Kapitel 1
Prolog
Er fuhr mir sanft mit den Fingern durchs Haar, seine Lippen streiften meine in einem süßen Kuss. Er hatte viele Seiten, und diese zärtliche war mir noch neu.
„Du hast wieder im Schlaf geschrien“, sagte ich, unfähig zu vergessen, wie gequält er ausgesehen hatte. Ich erwartete, dass er es abtun würde, aber das tat er nicht.

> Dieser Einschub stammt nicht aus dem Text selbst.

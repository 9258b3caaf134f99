use std::env;
use std::net::SocketAddr;

use contracts::{
    KycStatus, PlatformConfig, UserProfile, WithdrawalMethod, WithdrawalRequest, SECONDS_PER_DAY,
};
use ledger_api::serve;
use ledger_core::providers::{InMemoryDirectory, PrefixVerifier, RecordingPayout};
use ledger_core::{ManualClock, RewardsEngine, SqliteLedgerStore, SystemClock, TaskCatalog};

fn print_usage() {
    println!("ledger-cli <command>");
    println!("commands:");
    println!("  serve [addr] [sqlite_path]");
    println!("    default addr: 127.0.0.1:8080");
    println!("    default sqlite_path: $LEDGER_SQLITE_PATH or credit_ledger.sqlite");
    println!("  demo");
    println!("    runs a scripted referral/earning/withdrawal flow in memory");
}

fn parse_socket_addr(value: Option<&String>) -> Result<SocketAddr, String> {
    let raw = value.map(String::as_str).unwrap_or("127.0.0.1:8080");
    raw.parse::<SocketAddr>()
        .map_err(|_| format!("invalid addr: {raw}"))
}

fn default_sqlite_path() -> String {
    env::var("LEDGER_SQLITE_PATH")
        .ok()
        .filter(|value| !value.trim().is_empty())
        .unwrap_or_else(|| "credit_ledger.sqlite".to_string())
}

fn parse_sqlite_path(value: Option<&String>) -> String {
    value
        .map(String::to_string)
        .filter(|path| !path.trim().is_empty())
        .unwrap_or_else(default_sqlite_path)
}

fn profile(user_id: &str, referrer: Option<&str>) -> UserProfile {
    UserProfile {
        user_id: user_id.to_string(),
        vip_level: 0,
        referrer_id: referrer.map(str::to_string),
        email_verified: false,
        kyc_status: KycStatus::Unverified,
        streak: 0,
    }
}

fn run_demo() -> Result<(), String> {
    let clock = ManualClock::new(1_700_000_000);
    let directory = InMemoryDirectory::new();
    directory.register(profile("alice", None));
    directory.register(profile("bob", Some("alice")));
    directory.register(profile("carol", Some("bob")));

    let store = SqliteLedgerStore::open_in_memory().map_err(|err| err.to_string())?;
    let mut engine = RewardsEngine::new(
        store,
        PlatformConfig::default(),
        TaskCatalog::stock(),
        Box::new(clock.clone()),
        Box::new(directory.clone()),
        Box::new(PrefixVerifier::default()),
        Box::new(RecordingPayout::new()),
    );

    println!("== signup: carol joins via bob's referral code");
    engine
        .record_signup("carol")
        .map_err(|err| err.to_string())?;

    println!("== carol completes tasks");
    for task_id in ["watch_ad", "daily_survey"] {
        engine
            .start_task("carol", task_id)
            .map_err(|err| err.to_string())?;
        let done = engine
            .complete_task("carol", task_id, "confirmed:demo")
            .map_err(|err| err.to_string())?;
        println!(
            "  {task_id}: +{} ({:?})",
            done.amount, done.entry_status
        );
    }

    let bonus = engine
        .claim_daily_bonus("carol")
        .map_err(|err| err.to_string())?;
    println!("  daily bonus: +{} (streak {})", bonus.amount, bonus.streak);

    println!("== one day later: credits vest, commissions cascade");
    clock.advance(SECONDS_PER_DAY);
    for user in ["carol", "bob", "alice"] {
        let balance = engine.get_balance(user).map_err(|err| err.to_string())?;
        println!(
            "  {user}: total={} pending={} withdrawable={}",
            balance.total_credits, balance.pending_credits, balance.withdrawable_credits
        );
    }

    println!("== carol verifies and withdraws");
    directory.update("carol", |p| {
        p.email_verified = true;
        p.kyc_status = KycStatus::Verified;
    });
    // Top up past the minimum so the payout goes through.
    engine
        .record_adjustment("carol", 100, "demo-topup", "demo promotional credit")
        .map_err(|err| err.to_string())?;
    let receipt = engine
        .request_withdrawal(
            "carol",
            &WithdrawalRequest {
                amount: 100,
                method: WithdrawalMethod::Upi,
                account_details: "carol@bank".to_string(),
            },
        )
        .map_err(|err| err.to_string())?;
    println!(
        "  accepted={} ref={:?} txn={:?}",
        receipt.accepted, receipt.withdrawal_ref, receipt.provider_transaction_id
    );

    let (history, total) = engine
        .history("carol", 0, 50)
        .map_err(|err| err.to_string())?;
    println!("== carol's ledger ({total} entries, newest first)");
    for entry in history {
        println!(
            "  #{} {:>6} {:<22} {:<10} {}",
            entry.entry_id,
            entry.amount,
            entry.kind.as_str(),
            entry.status.as_str(),
            entry.source_ref_id
        );
    }

    Ok(())
}

#[tokio::main]
async fn main() {
    let args: Vec<String> = env::args().collect();
    let command = args.get(1).map(String::as_str);

    match command {
        Some("serve") => match parse_socket_addr(args.get(2)) {
            Ok(addr) => {
                let sqlite_path = parse_sqlite_path(args.get(3));
                let store = match SqliteLedgerStore::open(&sqlite_path) {
                    Ok(store) => store,
                    Err(err) => {
                        eprintln!("error: failed to open {sqlite_path}: {err}");
                        std::process::exit(1);
                    }
                };

                let directory = InMemoryDirectory::new();
                let engine = RewardsEngine::new(
                    store,
                    PlatformConfig::default(),
                    TaskCatalog::stock(),
                    Box::new(SystemClock),
                    Box::new(directory.clone()),
                    Box::new(PrefixVerifier::default()),
                    Box::new(RecordingPayout::new()),
                );

                println!("serving credit ledger api on http://{addr} (sqlite: {sqlite_path})");
                if let Err(err) = serve(addr, engine, directory).await {
                    eprintln!("server error: {err}");
                    std::process::exit(1);
                }
            }
            Err(err) => {
                eprintln!("error: {err}");
                print_usage();
                std::process::exit(2);
            }
        },
        Some("demo") => {
            if let Err(err) = run_demo() {
                eprintln!("error: {err}");
                std::process::exit(2);
            }
        }
        _ => {
            print_usage();
        }
    }
}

„Ich habe Dämonen, Layla. Hässliche Schatten, die sich weigern, mich in Ruhe zu lassen.“
„Erzähl mir von ihnen.“
„Das kann ich nicht.“ Er sah mich mit so viel Tiefe an. Als könnte er nichts anderes sehen als mich.
„Warum nicht?“
„Weil sie dich verschrecken könnten. Und wenn du mich verlässt, bin ich endgültig verloren. Ich komme mit allem klar, Blümchen, aber ohne dich zu sein, wird niemals dazugehören.“
Als er mir das damals sagte, hatte ich geglaubt, er sei übertrieben dramatisch. Oh! Wie sehr ich mich doch geirrt hatte!
Gegenwart
Nun, ich bin nicht diejenige, die urteilen sollte. Ich bin eine Schulabbrecherin, die ihren verrückten Traum, Tätowiererin zu werden, verfolgt hat, weil ein Typ, den ich mit siebzehn im Gefängnis kennengelernt habe, mich dazu inspiriert hat. Mit anderen Worten, ich bin eine Meisterin der schlechten Entscheidungen. Schlechte Entscheidungen beherrschen mein Leben und ich komme damit klar. Aber trotzdem … selbst ich habe meine Grenzen, und meine Mutter macht es mir besonders schwer, nicht zu urteilen. Ich muss in meinem früheren Leben etwas Furchtbares getan haben, denn warum sonst sollte ich in meinen vierundzwanzig Jahren auf dieser Erde an der vierten Verlobungsfeier meiner Mutter teilnehmen?
Das sind vier verschiedene Ehemänner (mein Vater nicht mitgerechnet, über den reden wir nicht).
Der große Saal roch schwach nach altem Holz und Zitrusfrüchten, also nach reichen Leuten. Aber nichts konnte die erstickende, gekünstelte Atmosphäre überdecken, die auf der Party herrschte. Ich rührte geistesabwesend in meinem Martini, das Eis klirrte gegen das Glas. Addy, meine beste Freundin und Arbeitskollegin, saß neben mir. Sie vibrierte förmlich vor Aufregung, ihre manikürten Finger umklammerten ein Sektglas.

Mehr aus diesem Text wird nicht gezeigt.